CLZDOUGH - Avantgarde and Doughnut

Recently Mr. Avantgarde has been assigned the task of delivering doughnuts. He borrowed an electric car for this task. There are N houses and each house has a charging station. There is at least one path of roads connecting each pair of houses. A trip from one house to any other must be completed using at most C rechargings. Car should always be recharged at the beginning of each trip (this counts as one of the C rechargings). As you know that Mr. Avantgarde is a lazy guy, Given the road network and C, compute the minimum range required of the electric car.

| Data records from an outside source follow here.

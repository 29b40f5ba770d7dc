//! Axum route handler for the chat API.

use axum::{extract::State, Json};
use bytes::Bytes;
use serde::Serialize;
use serde_json::Value;
use tracing::{error, info, warn};
use uuid::Uuid;

use crate::chat::conversation::assemble;
use crate::errors::AppError;
use crate::llm_client::LlmError;
use crate::models::chat::ChatMessage;
use crate::profile::compact_profile;
use crate::state::AppState;

/// Longest accepted user message, in characters.
pub const MAX_MESSAGE_CHARS: usize = 2000;

// ────────────────────────────────────────────────────────────────────────────
// Request / Response types
// ────────────────────────────────────────────────────────────────────────────

/// Validated chat request.
#[derive(Debug)]
pub struct ChatRequest {
    pub message: String,
    pub session_id: Option<Uuid>,
}

impl ChatRequest {
    /// Parses the raw body by hand so every malformed shape gets the same
    /// `{"error": ...}` contract instead of the framework's rejection text.
    pub fn parse(body: &[u8]) -> Result<Self, AppError> {
        let body: Value = serde_json::from_slice(body)
            .map_err(|_| AppError::Validation("Invalid JSON in request body.".to_string()))?;

        let message = body
            .get("message")
            .and_then(Value::as_str)
            .map(str::trim)
            .filter(|m| !m.is_empty())
            .ok_or_else(|| AppError::Validation("Message required".to_string()))?;

        if message.chars().count() > MAX_MESSAGE_CHARS {
            return Err(AppError::Validation(format!(
                "Message is too long (max {MAX_MESSAGE_CHARS} characters)."
            )));
        }

        let session_id = match body.get("session_id") {
            None | Some(Value::Null) => None,
            Some(Value::String(raw)) => Some(
                Uuid::parse_str(raw)
                    .map_err(|_| AppError::Validation("Invalid session_id".to_string()))?,
            ),
            Some(_) => return Err(AppError::Validation("Invalid session_id".to_string())),
        };

        Ok(Self {
            message: message.to_string(),
            session_id,
        })
    }
}

#[derive(Debug, Serialize)]
pub struct ChatResponse {
    pub reply: String,
    /// Present only when the server keeps conversation memory.
    #[serde(skip_serializing_if = "Option::is_none")]
    pub session_id: Option<Uuid>,
}

// ────────────────────────────────────────────────────────────────────────────
// Handlers
// ────────────────────────────────────────────────────────────────────────────

/// POST /api/chat
///
/// Pipeline: validate → check key → load + compact profile → assemble →
/// upstream call → normalize. Every rejection before the upstream call is
/// final; nothing is retried.
pub async fn handle_chat(
    State(state): State<AppState>,
    body: Bytes,
) -> Result<Json<ChatResponse>, AppError> {
    let request = ChatRequest::parse(&body)?;

    if !state.llm.is_configured() {
        error!("OPENROUTER_API_KEY not set");
        return Err(LlmError::NotConfigured.into());
    }

    let profile = state.profiles.load().await.map_err(|e| {
        warn!("Profile unavailable: {e}");
        AppError::ServiceUnavailable(format!(
            "Portfolio data ({}) is missing or invalid.",
            state.profiles.display_name()
        ))
    })?;

    let system_prompt = state.prompt.render(&compact_profile(&profile));

    let Some(history) = state.history.as_ref() else {
        let conversation = assemble(system_prompt, &request.message, None, 1);
        let reply = state.llm.complete(&conversation).await?;
        return Ok(Json(ChatResponse {
            reply,
            session_id: None,
        }));
    };

    let session = request.session_id.unwrap_or_else(Uuid::new_v4);
    let prior = history.recent(session).await?;
    let conversation = assemble(
        system_prompt,
        &request.message,
        Some(&prior),
        history.window(),
    );

    // No lock is held here; the session is only locked while its file is rewritten.
    let reply = state.llm.complete(&conversation).await?;

    // The reply is already paid for; a storage failure only costs the memory.
    let exchange = vec![
        ChatMessage::user(request.message),
        ChatMessage::assistant(reply.clone()),
    ];
    match history.append(session, exchange).await {
        Ok(()) => info!("Session {session}: exchange stored"),
        Err(e) => error!("Session {session}: failed to store exchange: {e:?}"),
    }

    Ok(Json(ChatResponse {
        reply,
        session_id: Some(session),
    }))
}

Note: With one recharging, the car can travel a distance equal to its range.

Input

Input begins with one integer T (0 < T < 6) denoting the number of test cases. Each test case begins with a line containing three integers N, C, and M (1 < N < 101, 0 < C < 101), where N and C are number of houses and number of rechargings. Next follow M lines each with three integers u, v and d (0 ≤ u, v < N, u ≠ v, 1 ≤ d ≤ 109) indicating that house u and v (0-indexed) are connected bidirectionally with distance d.

Output

For each test case, output minimum range required in each line.

Sample

Input:
2
4 2 4
0 1 100
1 2 200
2 3 300
3 0 400
10 2 15
0 1 113
1 2 314
2 3 271
3 4 141
4 0 173
5 7 235
7 9 979
9 6 402
6 8 431
8 5 462
0 5 411
1 6 855
2 7 921
3 8 355
4 9 113

Output:
300
688

Added by:CSI
Date:2014-10-15
Time limit:1s
Source limit:50000B
Memory limit:1536MB
Cluster: Cube (Intel G860)
Languages:All except: ASM64

hide comments
2016-10-05 19:51:31
in the second case how to go node (6) to node(7) using 688 range?
2016-10-03 20:34:16 :D
Really interesting take on "shortest path" problem type. Also seems to be pretty optimization friendly.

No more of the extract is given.